A Guyana family of four recently lost their bid to remain in Canada through the refugee route when a federal court found that while they may be at a risk of becoming victims of crime in Guyana they would not find themselves in an unusual situation.
According to the decision seen by this newspaper, and issued by Justice Sean Harrington, Balwaan Chand, his wife and two of his three children, fled Guyana in order to seek refuge in Canada as they were victims of a home invasion and there were two incidents in nearby villages where more than a score were murdered. “…crime is widespread and they may be targeted more than others because of their Indo-Guyanese ethnicity and relative wealth,” the decision said.
It was noted that although they were found to be credible, their refugee claim was dismissed and their pre-removal assessment was negative.
They then applied for permanent status from within Canada on humanitarian and compassionate (H&C) grounds, which was an exception to the regulations which require applicants to apply from outside of Canada. The application was however allowed but later denied, and they requested a judicial review which was done by Justice Harrington.

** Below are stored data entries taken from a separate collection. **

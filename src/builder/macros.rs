//! Macros for declaring state and trigger enums.

/// Declare a field-less enum usable as a state or trigger type.
///
/// The enum derives `Clone`, `Copy`, `PartialEq`, `Eq`, `Hash` and `Debug`,
/// gets a `name()` accessor and an `ALL` list of variants, and implements
/// `Display` by printing the variant name.
///
/// # Example
///
/// ```
/// use stateful::state_enum;
///
/// state_enum! {
///     pub enum CallState {
///         OffHook,
///         Ringing,
///         Connected,
///     }
/// }
///
/// assert_eq!(CallState::Ringing.name(), "Ringing");
/// assert_eq!(CallState::Connected.to_string(), "Connected");
/// assert_eq!(CallState::ALL.len(), 3);
/// ```
#[macro_export]
macro_rules! state_enum {
    (
        $(#[$meta:meta])*
        $vis:vis enum $name:ident {
            $(
                $(#[$variant_meta:meta])*
                $variant:ident
            ),* $(,)?
        }
    ) => {
        $(#[$meta])*
        #[derive(Clone, Copy, PartialEq, Eq, Hash, Debug)]
        $vis enum $name {
            $(
                $(#[$variant_meta])*
                $variant
            ),*
        }

        impl $name {
            /// Every variant, in declaration order.
            #[allow(dead_code)]
            pub const ALL: &'static [$name] = &[$(Self::$variant),*];

            /// The variant name.
            #[allow(dead_code)]
            pub fn name(&self) -> &'static str {
                match self {
                    $(Self::$variant => stringify!($variant)),*
                }
            }
        }

        impl ::std::fmt::Display for $name {
            fn fmt(&self, f: &mut ::std::fmt::Formatter<'_>) -> ::std::fmt::Result {
                f.write_str(self.name())
            }
        }
    };
}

For the review the Chands submitted that there had been three reviewable errors, one being that the best interest of their children, one of whom was born in Canada, had not been properly taken into account; the psychological report by a doctor with respect to both the children and their parents was either ignored, dismissed or considered on irrelevant grounds; and the officer assessed their likely situation should they return to Guyana on the basis of risk, rather than hardship.
“Although it is quite understandable in the circumstances that the Chands would prefer to remain in Canada and while there is no reason to believe that they would not make a positive contribution to our society, I cannot find that the officer’s decision that there would be no unusual, underserved or disproportionate hardship if the Chands were to apply for a permanent resident visa from outside of Canada be unreasonable. Their Canadian-born child is a citizen and of course, is not subject to a removal order,” the judge said.
The Chands were in Canada for two years before the judgement and their two older children began their schooling in Guyana; the judge noted that it was obviously in the best interest of the infant child to remain with his parents. According to the judge in considering the best interests of the children, the officer not only took into account the doctor’s opinion but also country conditions.
“He accepted that both children and the parents might suffer trauma if returned to Guyana and are acutely afraid about their future. However, the point the officer made, which was quite reasonable, was that there were a great many victims of crime in Guyana and if, as country reports indicate, abuses are rampant in the schools, the Chands would not find themselves in an unusual situation. They should not be in a better position because they left Guyana; while others had to stay behind… it is not enough to be a likely victim of generalised crime. There must be something more,” the judge said.
He concluded that the officer did balance establishment in Canada against hardship in Guyana, not risk. He said while another officer might have come to a different conclusion on the same facts, the standard of review is reasonableness.
He then refused the judicial review and as such the Chands were forced to leave the country.